A sovereign AI infrastructure — self-hosted, EU-based, and with no Big Tech dependency — so that when I use AI tools on client work, I can demonstrate exactly what runs where, what touches what, and what never leaves the secure system. Full transparency. Documented accountability. A transparency card for my own practice is in effect.
I'm a solo consultant. If I can build this, large organisations have no excuse for not having thought about it.
And then, while I was deep in server configurations and cron jobs 😵💫, a 91-page governance framework landed from CDAC Network, the Alan Turing Institute, and Humanitarian AI Advisory.
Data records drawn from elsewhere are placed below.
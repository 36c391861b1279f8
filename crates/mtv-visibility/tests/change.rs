mod support;

use std::collections::BTreeMap;

use mtv_model::{SetType, VisibilityState, VisibilityStatus};
use mtv_viewport::{ViewState, Viewport};
use proptest::prelude::*;
use support::*;

#[tokio::test(start_paused = true)]
async fn element_round_trip_keeps_model_and_category_displayed() {
    let Fixture {
        viewport, handler, ..
    } = setup(ViewState::default());
    let node = element("0x10", "0x20", "0x100");

    change(&handler, &node, true).await;
    assert!(viewport.views_model(&"0x10".to_string()));
    assert!(viewport.views_category(&"0x20".to_string()));
    assert!(viewport.drawn(SetType::Always).contains("0x100"));
    assert_eq!(status(&handler, &node).await, VisibilityStatus::visible());
    // Only the requested element shows up.
    assert_eq!(
        status(&handler, &element("0x10", "0x20", "0x103")).await.state,
        VisibilityState::Hidden
    );
    assert_eq!(
        status(&handler, &element("0x11", "0x20", "0x110")).await.state,
        VisibilityState::Hidden
    );

    change(&handler, &node, false).await;
    assert!(!viewport.drawn(SetType::Always).contains("0x100"));
    assert!(viewport.views_model(&"0x10".to_string()));
    assert!(viewport.views_category(&"0x20".to_string()));
    assert_eq!(status(&handler, &node).await.state, VisibilityState::Hidden);
}

#[tokio::test(start_paused = true)]
async fn element_change_plan_shape() {
    let Fixture { handler, .. } = setup(ViewState::default());
    let plan = handler
        .aggregator()
        .plan_node_change(&element("0x10", "0x20", "0x100"), true)
        .await
        .expect("plan");
    insta::assert_json_snapshot!(plan, @r#"
    [
      {
        "op": "changeModelDisplay",
        "modelIds": [
          "0x10"
        ],
        "on": true
      },
      {
        "op": "setPerModelCategoryOverride",
        "modelIds": [
          "0x10"
        ],
        "categoryIds": [
          "0x20",
          "0x21"
        ],
        "value": "hide"
      },
      {
        "op": "changeCategoryDisplay",
        "categoryIds": [
          "0x20"
        ],
        "on": true,
        "enableAllSubCategories": false
      },
      {
        "op": "setPerModelCategoryOverride",
        "modelIds": [
          "0x10",
          "0x11"
        ],
        "categoryIds": [
          "0x20"
        ],
        "value": "hide"
      },
      {
        "op": "addToDrawn",
        "setType": "always",
        "elementIds": [
          "0x100",
          "0x101"
        ]
      }
    ]
    "#);
}

#[tokio::test(start_paused = true)]
async fn turning_off_a_displayed_element_uses_never_drawn() {
    let Fixture {
        viewport, handler, ..
    } = setup(all_visible());
    change(&handler, &element("0x10", "0x21", "0x102"), false).await;

    assert_eq!(viewport.drawn(SetType::Never), set(&["0x102"]));
    assert_eq!(
        status(&handler, &model_category("0x10", "0x21")).await.state,
        VisibilityState::Partial
    );

    change(&handler, &element("0x10", "0x21", "0x102"), true).await;
    assert!(viewport.drawn(SetType::Never).is_empty());
    assert!(viewport.drawn(SetType::Always).is_empty());
    assert_eq!(status(&handler, &model("0x10")).await, VisibilityStatus::visible());
}

#[tokio::test(start_paused = true)]
async fn model_on_resets_overrides_and_drawn_elements() {
    let Fixture {
        viewport, handler, ..
    } = setup(ViewState {
        never_drawn: Some(set(&["0x102"])),
        always_drawn: Some(set(&["0x110"])),
        hidden_sub_categories: set(&["0x51"]),
        overrides: BTreeMap::from([(("0x10".to_string(), "0x20".to_string()), false)]),
        ..all_visible()
    });
    change(&handler, &model("0x10"), true).await;

    assert!(viewport.per_model_category_overrides().is_empty());
    assert!(viewport.drawn(SetType::Never).is_empty());
    // Other models keep their elements.
    assert_eq!(viewport.drawn(SetType::Always), set(&["0x110"]));
    assert_eq!(status(&handler, &model("0x10")).await, VisibilityStatus::visible());

    change(&handler, &model("0x10"), false).await;
    assert!(!viewport.views_model(&"0x10".to_string()));
    assert_eq!(status(&handler, &model("0x10")).await.state, VisibilityState::Hidden);
    assert_eq!(status(&handler, &subject("0x1")).await.state, VisibilityState::Partial);
}

#[tokio::test(start_paused = true)]
async fn scoped_category_on_shows_only_that_category() {
    let Fixture {
        viewport, handler, ..
    } = setup(ViewState {
        viewed_categories: set(&["0x20", "0x21"]),
        ..ViewState::default()
    });
    change(&handler, &model_category("0x10", "0x21"), true).await;

    assert!(viewport.views_model(&"0x10".to_string()));
    assert_eq!(
        status(&handler, &model_category("0x10", "0x21")).await.state,
        VisibilityState::Visible
    );
    assert_eq!(
        status(&handler, &model_category("0x10", "0x20")).await.state,
        VisibilityState::Hidden
    );
    assert_eq!(status(&handler, &model("0x10")).await.state, VisibilityState::Partial);
}

#[tokio::test(start_paused = true)]
async fn unscoped_category_off_hides_it_in_every_model() {
    let Fixture {
        viewport, handler, ..
    } = setup(ViewState {
        always_drawn: Some(set(&["0x103"])),
        ..all_visible()
    });
    change(&handler, &category("0x20"), false).await;

    assert!(!viewport.views_category(&"0x20".to_string()));
    assert!(viewport.drawn(SetType::Always).is_empty());
    assert_eq!(status(&handler, &category("0x20")).await.state, VisibilityState::Hidden);
    assert_eq!(status(&handler, &model("0x11")).await.state, VisibilityState::Hidden);
    assert_eq!(status(&handler, &model("0x10")).await.state, VisibilityState::Partial);
}

#[tokio::test(start_paused = true)]
async fn sub_category_on_displays_its_category() {
    let Fixture {
        viewport, handler, ..
    } = setup(ViewState {
        viewed_models: set(&["0x10", "0x11"]),
        hidden_sub_categories: set(&["0x51"]),
        ..ViewState::default()
    });
    let node = sub_category("0x20", "0x51");
    change(&handler, &node, true).await;

    assert!(viewport.views_category(&"0x20".to_string()));
    assert!(viewport.views_sub_category(&"0x51".to_string()));
    assert_eq!(status(&handler, &node).await.state, VisibilityState::Visible);

    change(&handler, &node, false).await;
    assert!(!viewport.views_sub_category(&"0x51".to_string()));
    assert_eq!(status(&handler, &category("0x20")).await.state, VisibilityState::Partial);
}

#[tokio::test(start_paused = true)]
async fn subject_change_reaches_nested_models() {
    let Fixture {
        viewport, handler, ..
    } = setup(all_visible());
    change(&handler, &subject("0x2"), false).await;

    assert!(!viewport.views_model(&"0x11".to_string()));
    assert!(viewport.views_model(&"0x10".to_string()));
    assert_eq!(status(&handler, &subject("0x1")).await.state, VisibilityState::Partial);
}

#[tokio::test(start_paused = true)]
async fn each_change_notifies_once() {
    let Fixture { handler, .. } = setup(ViewState::default());
    let count = count_notifications(&handler);
    change(&handler, &element("0x10", "0x20", "0x100"), true).await;
    assert_eq!(notifications(&count), 1);
}

fn arbitrary_view() -> impl Strategy<Value = ViewState> {
    let ids = |values: &'static [&'static str]| {
        proptest::sample::subsequence(values, 0..=values.len()).prop_map(|ids| set(&ids))
    };
    let overrides = proptest::collection::btree_map(
        (
            prop_oneof![Just("0x10"), Just("0x11")],
            prop_oneof![Just("0x20"), Just("0x21")],
        ),
        any::<bool>(),
        0..4,
    )
    .prop_map(|overrides| {
        overrides
            .into_iter()
            .map(|((model_id, category_id), shown)| {
                ((model_id.to_string(), category_id.to_string()), shown)
            })
            .collect::<BTreeMap<_, _>>()
    });
    const ELEMENTS: &[&str] = &["0x100", "0x101", "0x102", "0x103", "0x110"];
    (
        ids(&["0x10", "0x11"]),
        ids(&["0x20", "0x21"]),
        ids(&["0x50", "0x51", "0x52"]),
        ids(ELEMENTS),
        ids(ELEMENTS),
        overrides,
    )
        .prop_map(|(models, categories, hidden, always, never, overrides)| ViewState {
            viewed_models: models,
            viewed_categories: categories,
            hidden_sub_categories: hidden,
            always_drawn: Some(always),
            never_drawn: Some(never),
            overrides,
            spatial: true,
        })
}

proptest! {
    #![proptest_config(ProptestConfig::with_cases(24))]

    /// Whatever the starting state, turning a node on makes it visible and
    /// turning it off makes it hidden.
    #[test]
    fn changes_take_effect(view in arbitrary_view(), target in 0usize..6) {
        let runtime = tokio::runtime::Builder::new_current_thread()
            .enable_time()
            .start_paused(true)
            .build()
            .expect("runtime");
        runtime.block_on(async {
            let Fixture { handler, .. } = setup(view);
            let node = match target {
                0 => subject("0x1"),
                1 => model("0x10"),
                2 => category("0x21"),
                3 => model_category("0x10", "0x20"),
                4 => element("0x10", "0x21", "0x102"),
                _ => element("0x10", "0x20", "0x100"),
            };

            change(&handler, &node, true).await;
            assert_eq!(status(&handler, &node).await.state, VisibilityState::Visible);
            change(&handler, &node, false).await;
            assert_eq!(status(&handler, &node).await.state, VisibilityState::Hidden);
        });
    }
}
SAFE AI — the Standards and Assurance Framework for Ethical AI. Built for humanitarian organisations deploying AI in refugee camps and conflict zones.
Nobody in the private sector communications world seems to have noticed.
That's the story for this week.
Enjoy!
WAG THE DOG NEWSLETTER | ISSUE WEEK 23, 2026
KEY TAKEAWAYS
The humanitarian sector built a governance framework you should steal. SAFE AI was designed for refugee camps and conflict zones. The accountability logic applies identically to any organisation running AI systems that affect people. The operating context is different. The core question is not.
A Transparency Card is not a policy document. It is a living record – updated when the model changes, when risks shift, when incidents occur. Your responsible AI policy is not this. Your vendor checklist is not this. Most organisations do not have this.
The cost of inaccuracy matters as much as accuracy. Section 2 of the SAFE AI framework forces you to calculate not just whether your AI system works but also what happens to the people on the receiving end when it does not. Most private sector deployments skip that calculation entirely.
Accountability needs a name, not a function. A shared inbox is not accountability. A team is not accountability. The SAFE AI framework demands a single named individual whose job it is to be called when the system fails. If that name does not exist in your organisation, that is the gap.
Legal permissibility and reasonable expectation are not the same question. Your legal team will tell you the data use is covered by the terms of service. The communication question is different: if the people whose data trained this model knew exactly how it was being used, would they consider it fair? The gap between those two answers is where your reputational exposure lives.
Table of Contents
What is the SAFE AI Framework and why does it matter?
Somewhere in a refugee camp in northern Kenya, a humanitarian organisation is using an AI system to help determine who gets food assistance. The system makes recommendations. Staff act on them. And until last month, there was no shared sector standard for what happens when it gets it wrong.
That changed last May.
CDAC Network, The Alan Turing Institute, and Humanitarian AI Advisory published SAFE AI — the Standards and Assurance Framework for Ethical AI. Ninety-one pages. Two years in development. Fieldwork in Kakuma Refugee Camp with 193 community members across structured focus groups. Eight communities of practice. A roundtable at the UK Foreign Commonwealth and Development Office attended by ninety people from thirty institutions. Five authors spanning humanitarian leadership, AI accountability, responsible AI consultancy, and international policy.
The humanitarian sector built this because it had no choice. Its legitimacy depends on accountability to the people it serves. You do not deploy AI that shapes access to food assistance and then discover, when something goes wrong, that you have no governance architecture.
Read it. Then ask the question the framework forces you to ask. Does your organisation have the equivalent?